- [Task instructions]
Those lines of the material below that fall between its first line and the line with "assert_eq!(hit.snapshot.revenue.robux, 800);", both included, are to be repeated exactly.
***
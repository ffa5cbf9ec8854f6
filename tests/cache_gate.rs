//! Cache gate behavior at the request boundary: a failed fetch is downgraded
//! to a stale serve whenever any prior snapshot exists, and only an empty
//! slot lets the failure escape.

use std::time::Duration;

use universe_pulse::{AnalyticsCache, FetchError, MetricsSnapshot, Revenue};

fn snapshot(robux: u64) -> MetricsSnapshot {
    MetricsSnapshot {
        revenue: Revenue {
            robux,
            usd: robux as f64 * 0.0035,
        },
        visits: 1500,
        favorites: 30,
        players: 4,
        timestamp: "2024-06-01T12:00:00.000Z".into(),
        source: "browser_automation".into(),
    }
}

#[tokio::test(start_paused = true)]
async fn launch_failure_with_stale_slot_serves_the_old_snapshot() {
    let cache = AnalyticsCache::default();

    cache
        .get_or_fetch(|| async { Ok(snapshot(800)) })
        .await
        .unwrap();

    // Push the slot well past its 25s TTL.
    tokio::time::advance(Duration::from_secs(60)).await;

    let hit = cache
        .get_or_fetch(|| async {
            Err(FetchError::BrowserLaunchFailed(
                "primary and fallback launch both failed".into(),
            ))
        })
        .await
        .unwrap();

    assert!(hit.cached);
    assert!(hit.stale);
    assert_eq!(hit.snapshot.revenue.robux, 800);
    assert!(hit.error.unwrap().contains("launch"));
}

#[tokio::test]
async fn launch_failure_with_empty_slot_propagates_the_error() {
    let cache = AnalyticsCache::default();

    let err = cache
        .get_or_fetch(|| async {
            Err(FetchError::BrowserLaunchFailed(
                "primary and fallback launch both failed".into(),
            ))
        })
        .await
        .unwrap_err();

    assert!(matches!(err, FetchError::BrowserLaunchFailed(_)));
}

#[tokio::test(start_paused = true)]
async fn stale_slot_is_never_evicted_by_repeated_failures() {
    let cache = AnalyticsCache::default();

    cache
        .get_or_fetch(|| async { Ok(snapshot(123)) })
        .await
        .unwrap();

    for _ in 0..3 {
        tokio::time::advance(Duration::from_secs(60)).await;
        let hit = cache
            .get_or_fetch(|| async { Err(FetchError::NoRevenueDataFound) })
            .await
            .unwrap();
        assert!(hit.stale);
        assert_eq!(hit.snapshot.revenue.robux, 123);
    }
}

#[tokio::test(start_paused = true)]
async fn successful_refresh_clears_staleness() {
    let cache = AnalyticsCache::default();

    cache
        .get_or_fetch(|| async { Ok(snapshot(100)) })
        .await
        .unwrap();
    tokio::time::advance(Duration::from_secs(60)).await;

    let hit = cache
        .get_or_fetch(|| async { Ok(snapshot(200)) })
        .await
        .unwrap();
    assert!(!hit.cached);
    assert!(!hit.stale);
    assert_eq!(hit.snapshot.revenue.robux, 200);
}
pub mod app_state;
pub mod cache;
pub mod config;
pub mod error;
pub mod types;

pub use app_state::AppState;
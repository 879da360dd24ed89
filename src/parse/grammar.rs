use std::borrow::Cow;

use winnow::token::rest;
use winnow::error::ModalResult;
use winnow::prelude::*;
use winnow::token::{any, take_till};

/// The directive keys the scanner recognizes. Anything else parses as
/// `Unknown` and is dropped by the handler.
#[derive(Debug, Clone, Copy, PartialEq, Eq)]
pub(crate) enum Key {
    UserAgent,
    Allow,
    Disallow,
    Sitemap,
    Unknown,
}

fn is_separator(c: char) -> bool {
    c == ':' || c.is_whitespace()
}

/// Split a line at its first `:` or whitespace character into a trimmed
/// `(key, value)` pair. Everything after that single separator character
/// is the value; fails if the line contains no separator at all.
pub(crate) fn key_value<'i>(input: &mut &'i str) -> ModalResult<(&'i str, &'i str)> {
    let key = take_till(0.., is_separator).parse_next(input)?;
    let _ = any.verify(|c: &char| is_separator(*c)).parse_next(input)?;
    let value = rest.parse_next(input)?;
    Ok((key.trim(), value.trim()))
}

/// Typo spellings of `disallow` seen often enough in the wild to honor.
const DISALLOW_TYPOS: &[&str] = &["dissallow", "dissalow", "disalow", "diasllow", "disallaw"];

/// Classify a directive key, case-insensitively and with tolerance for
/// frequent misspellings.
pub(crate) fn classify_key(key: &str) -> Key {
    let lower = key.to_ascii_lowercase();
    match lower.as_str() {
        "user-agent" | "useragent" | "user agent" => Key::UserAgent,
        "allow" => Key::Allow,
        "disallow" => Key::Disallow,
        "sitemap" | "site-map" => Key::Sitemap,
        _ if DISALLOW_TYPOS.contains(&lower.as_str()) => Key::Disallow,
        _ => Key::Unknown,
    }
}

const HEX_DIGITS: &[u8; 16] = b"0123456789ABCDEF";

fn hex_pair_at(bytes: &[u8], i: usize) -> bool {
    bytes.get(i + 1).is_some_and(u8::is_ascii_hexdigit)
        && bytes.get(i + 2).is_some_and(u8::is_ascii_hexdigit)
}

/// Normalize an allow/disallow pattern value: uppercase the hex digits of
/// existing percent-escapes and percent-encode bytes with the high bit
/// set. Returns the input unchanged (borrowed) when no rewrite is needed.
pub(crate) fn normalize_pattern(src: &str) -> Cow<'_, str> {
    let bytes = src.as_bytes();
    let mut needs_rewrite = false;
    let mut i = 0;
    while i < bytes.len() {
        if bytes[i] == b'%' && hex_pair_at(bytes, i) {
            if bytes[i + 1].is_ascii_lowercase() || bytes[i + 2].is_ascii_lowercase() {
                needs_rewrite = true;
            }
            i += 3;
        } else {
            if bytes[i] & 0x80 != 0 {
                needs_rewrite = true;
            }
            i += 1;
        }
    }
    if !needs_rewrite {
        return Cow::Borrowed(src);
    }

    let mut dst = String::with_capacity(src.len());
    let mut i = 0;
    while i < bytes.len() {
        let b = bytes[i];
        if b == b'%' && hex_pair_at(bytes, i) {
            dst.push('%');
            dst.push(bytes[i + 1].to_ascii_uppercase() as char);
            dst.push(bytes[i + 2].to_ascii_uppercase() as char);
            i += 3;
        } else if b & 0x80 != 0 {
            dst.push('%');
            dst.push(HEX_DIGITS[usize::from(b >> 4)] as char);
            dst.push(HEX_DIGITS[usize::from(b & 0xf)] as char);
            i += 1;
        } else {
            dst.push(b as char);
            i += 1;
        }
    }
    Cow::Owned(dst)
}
***
- [Reply to the exercise]
repository ffa5cbf9ec8854f6
filename tests/cache_gate.rs
//! Cache gate behavior at the request boundary: a failed fetch is downgraded
//! to a stale serve whenever any prior snapshot exists, and only an empty
//! slot lets the failure escape.

use std::time::Duration;

use universe_pulse::{AnalyticsCache, FetchError, MetricsSnapshot, Revenue};

fn snapshot(robux: u64) -> MetricsSnapshot {
    MetricsSnapshot {
        revenue: Revenue {
            robux,
            usd: robux as f64 * 0.0035,
        },
        visits: 1500,
        favorites: 30,
        players: 4,
        timestamp: "2024-06-01T12:00:00.000Z".into(),
        source: "browser_automation".into(),
    }
}

#[tokio::test(start_paused = true)]
async fn launch_failure_with_stale_slot_serves_the_old_snapshot() {
    let cache = AnalyticsCache::default();

    cache
        .get_or_fetch(|| async { Ok(snapshot(800)) })
        .await
        .unwrap();

    // Push the slot well past its 25s TTL.
    tokio::time::advance(Duration::from_secs(60)).await;

    let hit = cache
        .get_or_fetch(|| async {
            Err(FetchError::BrowserLaunchFailed(
                "primary and fallback launch both failed".into(),
            ))
        })
        .await
        .unwrap();

    assert!(hit.cached);
    assert!(hit.stale);
    assert_eq!(hit.snapshot.revenue.robux, 800);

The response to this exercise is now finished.